First they need to get the Grand Crossing Connection built.


----------



## Palmetto (Jan 12, 2021)

By way of info, the amount of single track is about to be reduced by about 26 miles. They're doubling the line between Gary and Michigan City. Traditionally, east of Michigan City, train traffic dropped off significantly. I've taken the train a couple of times, but I cannot remember how many passing sidings there are between South Bend and Michigan City. For this to work, the connection between NS and the South Shore would also need to be restored.


----------



## Steve4031 (Jan 12, 2021)

I’m not sure that Amtrak equipment can operate by some of the high level platforms on this route. Iirc there are a separate set of tracks that offset the passenger tracks at these stations to allow freight cars to pass without hitting the edge of the platform. There is a more technical name for this track configuration but I don’t remember it.


----------



## jiml (Jan 12, 2021)

Steve4031 said:


> I’m not sure that Amtrak equipment can operate by some of the high level platforms on this route. Iirc there are a separate set of tracks that offset the passenger tracks at these stations to allow freight cars to pass without hitting the edge of the platform. There is a more technical name for this track configuration but I don’t remember it.

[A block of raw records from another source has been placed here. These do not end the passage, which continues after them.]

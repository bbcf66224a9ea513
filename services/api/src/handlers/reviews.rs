use axum::{
    Json,
    extract::{Path, State},
    http::StatusCode,
    response::IntoResponse,
};
use chrono::Utc;
use sea_orm::ActiveValue::Set;
use serde::Deserialize;
use uuid::Uuid;

use portfolio_api_schema::reviews;

use crate::domain::validate::{FieldErrors, non_empty};
use crate::error::ApiError;
use crate::identity::Identity;
use crate::infra::db::content;
use crate::state::AppState;

#[derive(Deserialize)]
#[serde(rename_all = "camelCase")]
pub struct CreateReviewRequest {
    pub name: String,
    pub subtitle: Option<String>,
    pub rate: i16,
    pub comment: Option<String>,
}

#[derive(Deserialize)]
#[serde(rename_all = "camelCase")]
pub struct UpdateReviewRequest {
    pub name: Option<String>,
    pub subtitle: Option<String>,
    pub rate: Option<i16>,
    pub comment: Option<String>,
}

fn valid_rate(rate: i16) -> bool {
    (1..=5).contains(&rate)
}

pub async fn list_reviews(
    State(state): State<AppState>,
) -> Result<Json<Vec<reviews::Model>>, ApiError> {
    let items =
        content::list::<reviews::Entity>(&state.db, reviews::Column::CreatedAt, "list reviews")
            .await?;
    Ok(Json(items))
}

pub async fn get_review(
    State(state): State<AppState>,
    Path(id): Path<Uuid>,
) -> Result<Json<reviews::Model>, ApiError> {
    let item = content::get::<reviews::Entity>(&state.db, id, "get review")
        .await?
        .ok_or(ApiError::NotFound("review"))?;
    Ok(Json(item))
}

pub async fn create_review(
    _identity: Identity,
    State(state): State<AppState>,
    Json(body): Json<CreateReviewRequest>,
) -> Result<impl IntoResponse, ApiError> {
    let mut errors = FieldErrors::new();
    errors.require(non_empty(&body.name), "name must not be empty");
    errors.require(valid_rate(body.rate), "rate must be between 1 and 5");
    errors.finish()?;

    let model = content::insert(
        &state.db,
        reviews::ActiveModel {
            id: Set(Uuid::now_v7()),
            name: Set(body.name),
            subtitle: Set(body.subtitle),
            rate: Set(body.rate),
            comment: Set(body.comment),
            created_at: Set(Utc::now()),
        },
        "create review",
    )
    .await?;
    Ok((StatusCode::CREATED, Json(model)))
}

pub async fn update_review(
    _identity: Identity,
    State(state): State<AppState>,
    Path(id): Path<Uuid>,
    Json(body): Json<UpdateReviewRequest>,
) -> Result<Json<reviews::Model>, ApiError> {
    if let Some(rate) = body.rate {
        let mut errors = FieldErrors::new();
        errors.require(valid_rate(rate), "rate must be between 1 and 5");
        errors.finish()?;
    }
    if content::get::<reviews::Entity>(&state.db, id, "get review")
        .await?
        .is_none()
    {
        return Err(ApiError::NotFound("review"));
    }

    let mut am = reviews::ActiveModel {
        id: Set(id),
        ..Default::default()
    };
    if let Some(v) = body.name {
        am.name = Set(v);
    }
    if let Some(v) = body.subtitle {
        am.subtitle = Set(Some(v));
    }
    if let Some(v) = body.rate {
        am.rate = Set(v);
    }
    if let Some(v) = body.comment {
        am.comment = Set(Some(v));
    }

    let model = content::update(&state.db, am, "update review").await?;
    Ok(Json(model))
}

pub async fn delete_review(
    _identity: Identity,
    State(state): State<AppState>,
    Path(id): Path<Uuid>,
) -> Result<StatusCode, ApiError> {
    if !content::delete::<reviews::Entity>(&state.db, id, "delete review").await? {
        return Err(ApiError::NotFound("review"));
    }
    Ok(StatusCode::NO_CONTENT)
}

Gantlet track, sometimes spelled gauntlet.


----------



## SubwayNut (Jan 12, 2021)

I live in South Bend, and this would definately be much slower than the existing line, right now the South Shore Line's weekday once-a-day express trains between Mellenium Station takes 1 hour and 55 minutes, making just 2 intermediate stops in Indiana (plus two more in Chicago). About 9 of these minutes is along the long slow ride in and out of the Airport terminus, so a train could probably make it from the Amtrak Bendix Station in maybe an hour 45 to Mellenium, the St. Charles Airline is also a long back-up move. As an example the City of New Orleans is blocked at 49 minutes from Union Station to Homewood, IL via the St. Charles Airline, while it takes the fastest Metra Electric Express train (making 3 intermediate stops) 36 minutes from Mellenium Station to Homewood.

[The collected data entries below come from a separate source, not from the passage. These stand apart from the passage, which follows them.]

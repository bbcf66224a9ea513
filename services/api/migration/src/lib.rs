use sea_orm_migration::prelude::*;

mod m20260810_000001_create_users;
mod m20260810_000002_create_email_jobs;
mod m20260810_000003_create_profiles;
mod m20260810_000004_create_content_tables;
mod m20260810_000005_create_hire_requests;
mod m20260810_000006_create_user_messages;
mod m20260810_000007_create_analytics;

pub struct Migrator;

#[async_trait::async_trait]
impl MigratorTrait for Migrator {
    fn migrations() -> Vec<Box<dyn MigrationTrait>> {
        vec![
            Box::new(m20260810_000001_create_users::Migration),
            Box::new(m20260810_000002_create_email_jobs::Migration),
            Box::new(m20260810_000003_create_profiles::Migration),
            Box::new(m20260810_000004_create_content_tables::Migration),
            Box::new(m20260810_000005_create_hire_requests::Migration),
            Box::new(m20260810_000006_create_user_messages::Migration),
            Box::new(m20260810_000007_create_analytics::Migration),
        ]
    }
}
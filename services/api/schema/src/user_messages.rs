use sea_orm::entity::prelude::*;
use serde::Serialize;

/// Contact-form message from a site visitor.
#[derive(Clone, Debug, PartialEq, Eq, DeriveEntityModel, Serialize)]
#[sea_orm(table_name = "user_messages")]
#[serde(rename_all = "camelCase")]
pub struct Model {
    #[sea_orm(primary_key, auto_increment = false)]
    pub id: Uuid,
    pub name: String,
    pub email: String,
    pub title: String,
    pub message: String,
    pub status: String,
    pub created_at: chrono::DateTime<chrono::Utc>,
}

#[derive(Copy, Clone, Debug, EnumIter, DeriveRelation)]
pub enum Relation {}

impl ActiveModelBehavior for ActiveModel {}
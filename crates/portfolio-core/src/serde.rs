// Module name shadows the `serde` crate — use `::serde` for the external crate.
use ::serde::Serializer;
use chrono::{DateTime, SecondsFormat, Utc};

/// Serialize `DateTime<Utc>` as RFC 3339 with 3-digit fractional seconds.
pub fn to_rfc3339_ms<S>(dt: &DateTime<Utc>, s: S) -> Result<S::Ok, S::Error>
where
    S: Serializer,
{
    s.serialize_str(&dt.to_rfc3339_opts(SecondsFormat::Millis, true))
}

/// Current time as an RFC 3339 millisecond string (error-envelope timestamps).
pub fn now_rfc3339_ms() -> String {
    Utc::now().to_rfc3339_opts(SecondsFormat::Millis, true)
}

#[cfg(test)]
mod tests {
    use super::*;
    use chrono::TimeZone;

    #[test]
    fn should_format_datetime_as_rfc3339_with_millis() {
        let dt = Utc.with_ymd_and_hms(2023, 2, 11, 11, 9, 0).unwrap();
        let result = dt.to_rfc3339_opts(SecondsFormat::Millis, true);
        assert_eq!(result, "2023-02-11T11:09:00.000Z");
    }

    #[test]
    fn now_is_utc_with_millis() {
        let now = now_rfc3339_ms();
        assert!(now.ends_with('Z'));
        assert!(now.contains('.'));
    }
}
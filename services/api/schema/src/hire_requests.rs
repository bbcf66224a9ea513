use sea_orm::entity::prelude::*;
use serde::Serialize;

/// Hire inquiry. Starts in `inprocess` while the client fills the form;
/// the first full update flips it to `unread` and triggers the emails.
#[derive(Clone, Debug, PartialEq, DeriveEntityModel, Serialize)]
#[sea_orm(table_name = "hire_requests")]
#[serde(rename_all = "camelCase")]
pub struct Model {
    #[sea_orm(primary_key, auto_increment = false)]
    pub id: Uuid,
    pub email: String,
    pub name: Option<String>,
    pub company_name: Option<String>,
    pub linkedin_url: Option<String>,
    pub notes: Option<String>,
    pub project_desc: Option<String>,
    pub estimate_budget: Option<String>,
    pub timeline: Option<String>,
    pub core_features: Json,
    pub tech_suggestion: Json,
    pub status: String,
    pub created_at: chrono::DateTime<chrono::Utc>,
    pub updated_at: chrono::DateTime<chrono::Utc>,
}

#[derive(Copy, Clone, Debug, EnumIter, DeriveRelation)]
pub enum Relation {
    #[sea_orm(has_many = "super::file_documents::Entity")]
    FileDocuments,
}

impl Related<super::file_documents::Entity> for Entity {
    fn to() -> RelationDef {
        Relation::FileDocuments.def()
    }
}

impl ActiveModelBehavior for ActiveModel {}
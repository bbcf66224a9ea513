mod helpers;

mod auth_test;
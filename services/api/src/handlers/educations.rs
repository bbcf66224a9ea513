use axum::{
    Json,
    extract::{Path, State},
    http::StatusCode,
    response::IntoResponse,
};
use chrono::{DateTime, Utc};
use sea_orm::ActiveValue::Set;
use serde::Deserialize;
use uuid::Uuid;

use portfolio_api_schema::educations;

use crate::domain::validate::{FieldErrors, non_empty};
use crate::error::ApiError;
use crate::identity::Identity;
use crate::infra::db::content;
use crate::state::AppState;

#[derive(Deserialize)]
#[serde(rename_all = "camelCase")]
pub struct CreateEducationRequest {
    pub title: String,
    pub institution: String,
    pub location: Option<String>,
    pub graduation_date: Option<DateTime<Utc>>,
    pub description: Option<String>,
    pub image_url: Option<String>,
}

#[derive(Deserialize)]
#[serde(rename_all = "camelCase")]
pub struct UpdateEducationRequest {
    pub title: Option<String>,
    pub institution: Option<String>,
    pub location: Option<String>,
    pub graduation_date: Option<DateTime<Utc>>,
    pub description: Option<String>,
    pub image_url: Option<String>,
}

pub async fn list_educations(
    State(state): State<AppState>,
) -> Result<Json<Vec<educations::Model>>, ApiError> {
    let items = content::list::<educations::Entity>(
        &state.db,
        educations::Column::CreatedAt,
        "list educations",
    )
    .await?;
    Ok(Json(items))
}

pub async fn get_education(
    State(state): State<AppState>,
    Path(id): Path<Uuid>,
) -> Result<Json<educations::Model>, ApiError> {
    let item = content::get::<educations::Entity>(&state.db, id, "get education")
        .await?
        .ok_or(ApiError::NotFound("education"))?;
    Ok(Json(item))
}

pub async fn create_education(
    _identity: Identity,
    State(state): State<AppState>,
    Json(body): Json<CreateEducationRequest>,
) -> Result<impl IntoResponse, ApiError> {
    let mut errors = FieldErrors::new();
    errors.require(non_empty(&body.title), "title must not be empty");
    errors.require(non_empty(&body.institution), "institution must not be empty");
    errors.finish()?;

    let model = content::insert(
        &state.db,
        educations::ActiveModel {
            id: Set(Uuid::now_v7()),
            title: Set(body.title),
            institution: Set(body.institution),
            location: Set(body.location),
            graduation_date: Set(body.graduation_date),
            description: Set(body.description),
            image_url: Set(body.image_url),
            created_at: Set(Utc::now()),
        },
        "create education",
    )
    .await?;
    Ok((StatusCode::CREATED, Json(model)))
}

pub async fn update_education(
    _identity: Identity,
    State(state): State<AppState>,
    Path(id): Path<Uuid>,
    Json(body): Json<UpdateEducationRequest>,
) -> Result<Json<educations::Model>, ApiError> {
    if content::get::<educations::Entity>(&state.db, id, "get education")
        .await?
        .is_none()
    {
        return Err(ApiError::NotFound("education"));
    }

    let mut am = educations::ActiveModel {
        id: Set(id),
        ..Default::default()
    };
    if let Some(v) = body.title {
        am.title = Set(v);
    }
    if let Some(v) = body.institution {
        am.institution = Set(v);
    }
    if let Some(v) = body.location {
        am.location = Set(Some(v));
    }
    if let Some(v) = body.graduation_date {
        am.graduation_date = Set(Some(v));
    }
    if let Some(v) = body.description {
        am.description = Set(Some(v));
    }
    if let Some(v) = body.image_url {
        am.image_url = Set(Some(v));
    }

    let model = content::update(&state.db, am, "update education").await?;
    Ok(Json(model))
}

pub async fn delete_education(
    _identity: Identity,
    State(state): State<AppState>,
    Path(id): Path<Uuid>,
) -> Result<StatusCode, ApiError> {
    if !content::delete::<educations::Entity>(&state.db, id, "delete education").await? {
        return Err(ApiError::NotFound("education"));
    }
    Ok(StatusCode::NO_CONTENT)
}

Even after the double-tracking project is completed from Michigan City westward, the line between Michigan City and South Bend only has a couple of passing sidings, that are only used a few times per day for trains to pass. The South Shore used to run nearly every weekend train (every 2 hours, 8 to 9 trains per day) to and from South Bend in 2009 but service here was reduced to todays 5 round-trips per day because of delays at few passing sidings east of Michigan City, cascading and creating delays along the entire route.

Pre-pademic I would rountinely end trips by taking Amtrak home from Chicago (its generally much cheaper to fly into O'Hare or Midway) getting home in 89 minutes of comfort on the Lake Shore (9:30pm CT to 11:59pm ET) or Capitol Limiteds, instead of the extra hour it takes on an off-peak local South Shore Line train (the comparable Sunday night trip is 9:15pm CT to 12:46am ET).

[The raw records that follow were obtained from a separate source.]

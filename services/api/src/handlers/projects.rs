use axum::{
    Json,
    extract::{Path, State},
    http::StatusCode,
    response::IntoResponse,
};
use chrono::Utc;
use sea_orm::ActiveValue::Set;
use serde::Deserialize;
use uuid::Uuid;

use portfolio_api_schema::projects;

use crate::domain::validate::{FieldErrors, non_empty};
use crate::error::ApiError;
use crate::identity::Identity;
use crate::infra::db::content;
use crate::state::AppState;

#[derive(Deserialize)]
#[serde(rename_all = "camelCase")]
pub struct CreateProjectRequest {
    pub title: String,
    pub subtitle: Option<String>,
    pub description: Option<String>,
    #[serde(default)]
    pub frontend_techs: Vec<String>,
    #[serde(default)]
    pub backend_techs: Vec<String>,
    #[serde(default)]
    pub devops_techs: Vec<String>,
    #[serde(default)]
    pub others_techs: Vec<String>,
    #[serde(default)]
    pub is_featured: bool,
    pub live_url: Option<String>,
    pub github_url: Option<String>,
    pub image_url: Option<String>,
}

#[derive(Deserialize)]
#[serde(rename_all = "camelCase")]
pub struct UpdateProjectRequest {
    pub title: Option<String>,
    pub subtitle: Option<String>,
    pub description: Option<String>,
    pub frontend_techs: Option<Vec<String>>,
    pub backend_techs: Option<Vec<String>>,
    pub devops_techs: Option<Vec<String>>,
    pub others_techs: Option<Vec<String>>,
    pub is_featured: Option<bool>,
    pub live_url: Option<String>,
    pub github_url: Option<String>,
    pub image_url: Option<String>,
}

pub async fn list_projects(
    State(state): State<AppState>,
) -> Result<Json<Vec<projects::Model>>, ApiError> {
    let items = content::list::<projects::Entity>(
        &state.db,
        projects::Column::CreatedAt,
        "list projects",
    )
    .await?;
    Ok(Json(items))
}

pub async fn get_project(
    State(state): State<AppState>,
    Path(id): Path<Uuid>,
) -> Result<Json<projects::Model>, ApiError> {
    let item = content::get::<projects::Entity>(&state.db, id, "get project")
        .await?
        .ok_or(ApiError::NotFound("project"))?;
    Ok(Json(item))
}

pub async fn create_project(
    _identity: Identity,
    State(state): State<AppState>,
    Json(body): Json<CreateProjectRequest>,
) -> Result<impl IntoResponse, ApiError> {
    let mut errors = FieldErrors::new();
    errors.require(non_empty(&body.title), "title must not be empty");
    errors.finish()?;

    let now = Utc::now();
    let model = content::insert(
        &state.db,
        projects::ActiveModel {
            id: Set(Uuid::now_v7()),
            title: Set(body.title),
            subtitle: Set(body.subtitle),
            description: Set(body.description),
            frontend_techs: Set(serde_json::json!(body.frontend_techs)),
            backend_techs: Set(serde_json::json!(body.backend_techs)),
            devops_techs: Set(serde_json::json!(body.devops_techs)),
            others_techs: Set(serde_json::json!(body.others_techs)),
            is_featured: Set(body.is_featured),
            live_url: Set(body.live_url),
            github_url: Set(body.github_url),
            image_url: Set(body.image_url),
            created_at: Set(now),
            updated_at: Set(now),
        },
        "create project",
    )
    .await?;
    Ok((StatusCode::CREATED, Json(model)))
}

pub async fn update_project(
    _identity: Identity,
    State(state): State<AppState>,
    Path(id): Path<Uuid>,
    Json(body): Json<UpdateProjectRequest>,
) -> Result<Json<projects::Model>, ApiError> {
    if let Some(title) = &body.title {
        let mut errors = FieldErrors::new();
        errors.require(non_empty(title), "title must not be empty");
        errors.finish()?;
    }
    if content::get::<projects::Entity>(&state.db, id, "get project")
        .await?
        .is_none()
    {
        return Err(ApiError::NotFound("project"));
    }

    let mut am = projects::ActiveModel {
        id: Set(id),
        updated_at: Set(Utc::now()),
        ..Default::default()
    };
    if let Some(v) = body.title {
        am.title = Set(v);
    }
    if let Some(v) = body.subtitle {
        am.subtitle = Set(Some(v));
    }
    if let Some(v) = body.description {
        am.description = Set(Some(v));
    }
    if let Some(v) = body.frontend_techs {
        am.frontend_techs = Set(serde_json::json!(v));
    }
    if let Some(v) = body.backend_techs {
        am.backend_techs = Set(serde_json::json!(v));
    }
    if let Some(v) = body.devops_techs {
        am.devops_techs = Set(serde_json::json!(v));
    }
    if let Some(v) = body.others_techs {
        am.others_techs = Set(serde_json::json!(v));
    }
    if let Some(v) = body.is_featured {
        am.is_featured = Set(v);
    }
    if let Some(v) = body.live_url {
        am.live_url = Set(Some(v));
    }
    if let Some(v) = body.github_url {
        am.github_url = Set(Some(v));
    }
    if let Some(v) = body.image_url {
        am.image_url = Set(Some(v));
    }

    let model = content::update(&state.db, am, "update project").await?;
    Ok(Json(model))
}

pub async fn delete_project(
    _identity: Identity,
    State(state): State<AppState>,
    Path(id): Path<Uuid>,
) -> Result<StatusCode, ApiError> {
    if !content::delete::<projects::Entity>(&state.db, id, "delete project").await? {
        return Err(ApiError::NotFound("project"));
    }
    Ok(StatusCode::NO_CONTENT)
}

I think that re-running Amtrak onto the South Shore Line is way too complicated and something that could really mess-up the South Shore Line's generally quite reliable operations, if the line between Chicago and South Bend was entirely double-tracked I would think differently.


----------



## Steve4031 (Jan 12, 2021)

jiml said:


> Gantlet track, sometimes spelled gauntlet.



yes, that’s it. I thought that was the term. But it also applies to a place on that route where a double tracks combine to follow a narrower alignment over a bridge.


----------



## IndyLions (Jan 13, 2021)

jis said:


> First they need to get the Grand Crossing Connection built.


They desperately need to improve the Chicago to Porter, Indiana bottlenecks for sure. 

Amtrak and the state of Michigan have made the investment to purchase all the tracks between Detroit and Porter. But the NS segment between Porter and Chicago just destroys the on time performance of Michigan trains.


----------



## IndyLions (Jan 13, 2021)

brianpmcdonnell17 said:


> If the connection is built at 75th Street to eliminate the backup move and the entire line is double tracked and brought to higher speeds then it might be beneficial to shift trains over to the South Shore Line. In such a case, the Michigan trains could also be rerouted if the necessary connections are built.


Maybe by re-routing the Michigan trains over the South Shore between Chicago and Michigan City, increased investment would be justified to add capacity to the South Shore and the connectivity to Union Station.

In my opinion, this is a potential case where there would be justification for the feds to improve a route which is less than 750 miles long.


----------



## jis (Jan 13, 2021)

The 750 mile rule specifically is about operating subsidy, not about capital investment.


----------



## bms (Jan 18, 2021)

In my experience, the _Capitol Limited_ and the _Lake Shore Limited_ are either delayed or not once they reach Indiana. I haven't seen a huge delay in Indiana, and they often make up time in Indiana.


----------



## IndyLions (Jan 18, 2021)

Ahhhh, but _leaving_ Chicago is another story - at least in my experience. I pick up the LSL/CL eastbound from South Bend from time to time. There have been plenty of occasions when it was an hour or more late arriving in South Bend.


----------